Edit: I understand that this is "not the place to ask questions," but this thread will hopefully contain tutorials. I am not asking any questions here; I'm only calling for a compilation of knowledge on this puzzle. I hope that this thread can stay where it is. 

Hi all, 

I received my Skewb Hex / Skewb Tetrakaidecahedron today. I also received my first Skewb, which I've learned to solve using the one-algorithm method that's popular on YouTube.

It seems that there are no pages dedicated to the Hex nor to its solution online. Any time someone does bring it up, however briefly, the solution is claimed to be "trivial," if one knows how to solve a Skewb ("and who doesn't, right?"). As a doctorate student in mathematics, I spend too much of my time trying to figure out "trivial" things as it is. 

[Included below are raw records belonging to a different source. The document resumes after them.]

//! Admin Model

use super::serde_helpers;
use serde::{Deserialize, Serialize};
use surrealdb::RecordId;

/// Admin ID type
pub type AdminId = RecordId;

/// Administrative account (username/password login)
#[derive(Debug, Clone, Serialize, Deserialize)]
#[serde(rename_all = "camelCase")]
pub struct Admin {
    #[serde(default, with = "serde_helpers::option_record_id")]
    pub id: Option<AdminId>,
    /// Lower-cased, unique
    pub username: String,
    pub full_name: String,
    #[serde(skip_serializing)]
    pub hash_pass: String,
    /// admin | owner
    pub role: String,
    #[serde(default, skip_serializing)]
    pub refresh_token: Option<String>,
    #[serde(default)]
    pub created_at: i64,
    #[serde(default)]
    pub updated_at: i64,
}

/// Create admin payload (password is still plain text here)
#[derive(Debug, Clone)]
pub struct AdminCreate {
    pub username: String,
    pub full_name: String,
    pub password: String,
    pub role: String,
}

impl Admin {
    /// Record id as "admin:xxx"
    pub fn id_string(&self) -> String {
        self.id.as_ref().map(|id| id.to_string()).unwrap_or_default()
    }

    /// Verify password using argon2
    pub fn verify_password(&self, password: &str) -> Result<bool, argon2::password_hash::Error> {
        use argon2::{
            Argon2,
            password_hash::{PasswordHash, PasswordVerifier},
        };

        let parsed_hash = PasswordHash::new(&self.hash_pass)?;
        Ok(Argon2::default()
            .verify_password(password.as_bytes(), &parsed_hash)
            .is_ok())
    }

    /// Hash password using argon2
    pub fn hash_password(password: &str) -> Result<String, argon2::password_hash::Error> {
        use argon2::{
            Argon2,
            password_hash::{PasswordHasher, SaltString, rand_core::OsRng},
        };

        let salt = SaltString::generate(&mut OsRng);
        let password_hash = Argon2::default().hash_password(password.as_bytes(), &salt)?;
        Ok(password_hash.to_string())
    }
}

#[cfg(test)]
mod tests {
    use super::*;

    #[test]
    fn test_password_hash_and_verify() {
        let hash = Admin::hash_password("s3cret-pass").unwrap();
        let admin = Admin {
            id: None,
            username: "ravi".to_string(),
            full_name: "Ravi K".to_string(),
            hash_pass: hash,
            role: "admin".to_string(),
            refresh_token: Some("token".to_string()),
            created_at: 0,
            updated_at: 0,
        };

        assert!(admin.verify_password("s3cret-pass").unwrap());
        assert!(!admin.verify_password("wrong").unwrap());
    }

    #[test]
    fn test_secrets_not_serialized() {
        let admin = Admin {
            id: Some(RecordId::from_table_key("admin", "ravi")),
            username: "ravi".to_string(),
            full_name: "Ravi K".to_string(),
            hash_pass: "hash".to_string(),
            role: "owner".to_string(),
            refresh_token: Some("token".to_string()),
            created_at: 1,
            updated_at: 2,
        };
        let json = serde_json::to_value(&admin).unwrap();
        assert_eq!(json["id"], "admin:ravi");
        assert_eq!(json["fullName"], "Ravi K");
        assert!(json.get("hashPass").is_none());
        assert!(json.get("refreshToken").is_none());
    }
}
//! Weekly billing window (Saturday to Friday)

use chrono::{Datelike, Days, NaiveDate, NaiveDateTime, NaiveTime, TimeDelta};

use crate::utils::time::format_date;

/// Inclusive `[start, end]` window
#[derive(Debug, Clone, Copy, PartialEq, Eq)]
pub struct WeekWindow {
    pub start: NaiveDateTime,
    pub end: NaiveDateTime,
}

impl WeekWindow {
    /// Whether an entry dated `day` (at 00:00) falls inside the window
    pub fn contains_day(&self, day: NaiveDate) -> bool {
        let at = day.and_time(NaiveTime::MIN);
        self.start <= at && at <= self.end
    }

    pub fn start_date(&self) -> NaiveDate {
        self.start.date()
    }

    pub fn end_date(&self) -> NaiveDate {
        self.end.date()
    }

    /// Display label: `"YYYY-MM-DD to YYYY-MM-DD"`
    pub fn label(&self) -> String {
        format!(
            "{} to {}",
            format_date(self.start_date()),
            format_date(self.end_date())
        )
    }
}

/// Resolve the billing window for `reference`
///
/// Both explicit bounds are used verbatim. Otherwise the window runs from the
/// most recent Saturday 00:00:00.000 on or before the reference date to the
/// following Friday 23:59:59.999.
pub fn resolve_week(
    reference: NaiveDateTime,
    explicit: Option<(NaiveDateTime, NaiveDateTime)>,
) -> WeekWindow {
    if let Some((start, end)) = explicit {
        return WeekWindow { start, end };
    }

    let today = reference.date();
    // 0 = Sunday … 6 = Saturday
    let dow = today.weekday().num_days_from_sunday();
    let days_since_saturday = (dow + 1) % 7;

    let saturday = today
        .checked_sub_days(Days::new(u64::from(days_since_saturday)))
        .unwrap_or(today);
    let start = saturday.and_time(NaiveTime::MIN);
    let end = start + TimeDelta::days(7) - TimeDelta::milliseconds(1);

    WeekWindow { start, end }
}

The Hex could very well be anyone's first Skewb-type puzzle. What we need is a threaded discussion on solutions/algorithms for the Skewb Hex. It's fine to reference solutions to the Skewb, but truly standalone explanations and tutorials are much preferred.


----------



## AvGalen (Aug 1, 2013)

Just throwing it out there, but they are called PUZZLES. The whole goal of puzzles is to figure out how they work. Why don't you start by offering your own knowledge before you ask others about theirs?


----------



## ~Adam~ (Aug 1, 2013)

So the question is, 'How do I solve Skewb variants?'

The answer is search.
There are many tutorials on YouTube if you don't want to read.


----------